▸ **THE TASK**:
From the records that follow, copy every line in which "sets" appears.

▸ **ENTRIES PROVIDED**:
════════

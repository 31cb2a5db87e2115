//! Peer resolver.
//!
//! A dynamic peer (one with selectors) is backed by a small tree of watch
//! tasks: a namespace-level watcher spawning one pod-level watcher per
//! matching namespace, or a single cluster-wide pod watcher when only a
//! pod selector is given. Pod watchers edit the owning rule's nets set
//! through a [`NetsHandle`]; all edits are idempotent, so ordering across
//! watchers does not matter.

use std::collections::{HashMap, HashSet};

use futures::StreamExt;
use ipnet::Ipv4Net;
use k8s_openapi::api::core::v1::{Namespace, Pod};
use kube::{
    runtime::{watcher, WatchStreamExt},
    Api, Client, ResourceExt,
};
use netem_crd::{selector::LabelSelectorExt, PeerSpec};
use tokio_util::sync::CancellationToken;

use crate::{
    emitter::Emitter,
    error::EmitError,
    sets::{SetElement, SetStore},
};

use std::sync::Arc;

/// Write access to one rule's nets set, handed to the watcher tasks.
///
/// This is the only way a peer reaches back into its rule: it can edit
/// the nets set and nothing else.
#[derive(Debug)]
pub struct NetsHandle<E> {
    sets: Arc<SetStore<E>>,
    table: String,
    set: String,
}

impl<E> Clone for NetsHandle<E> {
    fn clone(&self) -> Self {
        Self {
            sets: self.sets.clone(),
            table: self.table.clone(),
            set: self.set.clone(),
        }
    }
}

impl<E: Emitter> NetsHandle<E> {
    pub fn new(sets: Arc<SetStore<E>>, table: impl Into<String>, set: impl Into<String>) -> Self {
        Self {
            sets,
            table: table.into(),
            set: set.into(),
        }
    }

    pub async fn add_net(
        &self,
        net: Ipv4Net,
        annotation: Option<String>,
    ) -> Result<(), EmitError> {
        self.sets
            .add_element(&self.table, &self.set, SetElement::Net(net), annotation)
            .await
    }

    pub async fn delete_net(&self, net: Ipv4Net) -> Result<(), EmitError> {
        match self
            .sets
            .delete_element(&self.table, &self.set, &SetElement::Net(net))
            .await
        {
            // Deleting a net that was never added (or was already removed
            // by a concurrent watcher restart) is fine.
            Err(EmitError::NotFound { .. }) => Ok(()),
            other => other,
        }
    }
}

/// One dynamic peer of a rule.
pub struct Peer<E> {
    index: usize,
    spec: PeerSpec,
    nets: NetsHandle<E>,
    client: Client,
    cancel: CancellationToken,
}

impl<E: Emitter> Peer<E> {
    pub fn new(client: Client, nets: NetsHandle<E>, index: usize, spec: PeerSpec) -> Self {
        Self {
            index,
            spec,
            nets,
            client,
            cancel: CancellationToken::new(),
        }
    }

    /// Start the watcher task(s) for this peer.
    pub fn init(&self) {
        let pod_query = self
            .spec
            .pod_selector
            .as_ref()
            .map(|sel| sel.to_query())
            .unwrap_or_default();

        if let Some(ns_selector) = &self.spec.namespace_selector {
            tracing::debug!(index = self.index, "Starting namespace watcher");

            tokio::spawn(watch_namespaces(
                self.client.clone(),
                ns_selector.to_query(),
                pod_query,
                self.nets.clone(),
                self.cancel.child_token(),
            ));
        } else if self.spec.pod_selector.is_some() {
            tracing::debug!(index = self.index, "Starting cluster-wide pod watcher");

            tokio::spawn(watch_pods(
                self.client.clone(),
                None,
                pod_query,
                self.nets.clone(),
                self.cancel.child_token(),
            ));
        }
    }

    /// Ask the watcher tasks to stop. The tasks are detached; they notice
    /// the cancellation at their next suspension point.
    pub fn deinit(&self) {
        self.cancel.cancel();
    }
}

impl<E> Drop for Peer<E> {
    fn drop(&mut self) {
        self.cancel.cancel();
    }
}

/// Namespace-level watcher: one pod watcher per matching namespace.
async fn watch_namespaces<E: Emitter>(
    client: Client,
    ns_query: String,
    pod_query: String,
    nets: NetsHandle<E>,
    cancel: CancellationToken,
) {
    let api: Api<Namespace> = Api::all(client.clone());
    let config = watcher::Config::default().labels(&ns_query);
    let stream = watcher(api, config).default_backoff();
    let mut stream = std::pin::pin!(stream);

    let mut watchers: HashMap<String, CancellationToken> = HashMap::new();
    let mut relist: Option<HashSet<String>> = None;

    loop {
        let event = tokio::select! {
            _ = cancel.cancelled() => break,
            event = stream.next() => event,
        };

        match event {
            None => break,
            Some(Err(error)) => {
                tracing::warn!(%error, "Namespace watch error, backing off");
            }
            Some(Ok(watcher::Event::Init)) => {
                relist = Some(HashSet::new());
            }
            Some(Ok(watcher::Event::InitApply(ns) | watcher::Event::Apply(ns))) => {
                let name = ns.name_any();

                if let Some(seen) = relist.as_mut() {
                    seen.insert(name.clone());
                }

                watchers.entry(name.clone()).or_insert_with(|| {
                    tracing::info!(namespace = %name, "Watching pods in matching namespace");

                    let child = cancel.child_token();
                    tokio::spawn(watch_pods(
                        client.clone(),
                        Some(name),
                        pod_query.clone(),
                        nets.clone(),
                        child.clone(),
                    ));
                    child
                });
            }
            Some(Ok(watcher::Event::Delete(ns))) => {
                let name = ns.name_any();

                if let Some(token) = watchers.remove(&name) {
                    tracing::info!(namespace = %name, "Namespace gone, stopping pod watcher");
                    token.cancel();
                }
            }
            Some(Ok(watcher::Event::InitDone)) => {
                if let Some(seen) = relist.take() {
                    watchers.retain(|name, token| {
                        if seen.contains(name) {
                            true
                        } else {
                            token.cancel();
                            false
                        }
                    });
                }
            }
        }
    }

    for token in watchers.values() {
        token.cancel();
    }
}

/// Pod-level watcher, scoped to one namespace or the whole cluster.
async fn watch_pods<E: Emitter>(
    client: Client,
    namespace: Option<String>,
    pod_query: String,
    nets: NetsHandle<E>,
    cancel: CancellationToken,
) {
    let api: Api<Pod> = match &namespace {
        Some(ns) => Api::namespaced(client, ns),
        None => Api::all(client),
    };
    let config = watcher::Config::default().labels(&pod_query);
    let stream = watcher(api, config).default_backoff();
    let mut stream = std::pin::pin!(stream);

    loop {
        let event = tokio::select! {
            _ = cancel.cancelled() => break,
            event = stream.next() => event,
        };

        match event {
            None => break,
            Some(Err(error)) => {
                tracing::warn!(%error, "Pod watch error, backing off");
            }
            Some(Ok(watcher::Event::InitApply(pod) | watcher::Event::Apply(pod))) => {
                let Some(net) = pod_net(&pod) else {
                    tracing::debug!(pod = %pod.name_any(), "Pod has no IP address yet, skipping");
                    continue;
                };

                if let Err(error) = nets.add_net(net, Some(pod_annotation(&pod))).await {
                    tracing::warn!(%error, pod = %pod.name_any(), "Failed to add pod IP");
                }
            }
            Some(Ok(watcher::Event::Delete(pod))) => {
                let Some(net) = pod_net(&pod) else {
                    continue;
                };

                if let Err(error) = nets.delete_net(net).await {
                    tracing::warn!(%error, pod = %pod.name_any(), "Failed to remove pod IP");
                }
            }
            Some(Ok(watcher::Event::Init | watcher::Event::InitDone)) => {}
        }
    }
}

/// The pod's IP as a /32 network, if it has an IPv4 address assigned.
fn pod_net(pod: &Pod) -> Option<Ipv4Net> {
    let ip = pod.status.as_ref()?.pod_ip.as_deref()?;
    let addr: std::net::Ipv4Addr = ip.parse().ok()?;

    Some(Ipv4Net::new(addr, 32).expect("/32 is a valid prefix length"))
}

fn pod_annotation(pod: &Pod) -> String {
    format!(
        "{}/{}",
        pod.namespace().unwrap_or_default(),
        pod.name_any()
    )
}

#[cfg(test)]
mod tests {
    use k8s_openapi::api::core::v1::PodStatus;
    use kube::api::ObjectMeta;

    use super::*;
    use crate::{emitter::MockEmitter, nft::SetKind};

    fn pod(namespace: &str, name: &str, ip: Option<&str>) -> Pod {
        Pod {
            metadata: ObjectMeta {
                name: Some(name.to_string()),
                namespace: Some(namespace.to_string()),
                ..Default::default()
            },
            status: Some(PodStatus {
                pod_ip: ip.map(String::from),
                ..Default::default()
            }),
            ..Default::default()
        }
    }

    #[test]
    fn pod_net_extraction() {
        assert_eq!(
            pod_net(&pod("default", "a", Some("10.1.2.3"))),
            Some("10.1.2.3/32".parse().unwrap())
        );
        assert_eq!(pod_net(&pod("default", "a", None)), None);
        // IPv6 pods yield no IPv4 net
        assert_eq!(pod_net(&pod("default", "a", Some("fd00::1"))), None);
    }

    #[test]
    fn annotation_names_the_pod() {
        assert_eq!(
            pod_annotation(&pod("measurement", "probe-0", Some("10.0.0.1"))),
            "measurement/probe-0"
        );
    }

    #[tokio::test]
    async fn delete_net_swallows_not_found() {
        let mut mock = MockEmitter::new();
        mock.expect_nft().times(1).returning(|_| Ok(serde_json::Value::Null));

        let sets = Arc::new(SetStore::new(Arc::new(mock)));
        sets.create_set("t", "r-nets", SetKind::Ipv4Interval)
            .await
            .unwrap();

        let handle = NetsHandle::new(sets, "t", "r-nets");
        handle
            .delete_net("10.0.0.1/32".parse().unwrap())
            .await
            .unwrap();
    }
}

════════

▸ **SOLUTION FOR THIS EXERCISE**:
    sets::{SetElement, SetStore},
    sets: Arc<SetStore<E>>,
            sets: self.sets.clone(),
    pub fn new(sets: Arc<SetStore<E>>, table: impl Into<String>, set: impl Into<String>) -> Self {
            sets,
        self.sets
            .sets
        let sets = Arc::new(SetStore::new(Arc::new(mock)));
        sets.create_set("t", "r-nets", SetKind::Ipv4Interval)
        let handle = NetsHandle::new(sets, "t", "r-nets");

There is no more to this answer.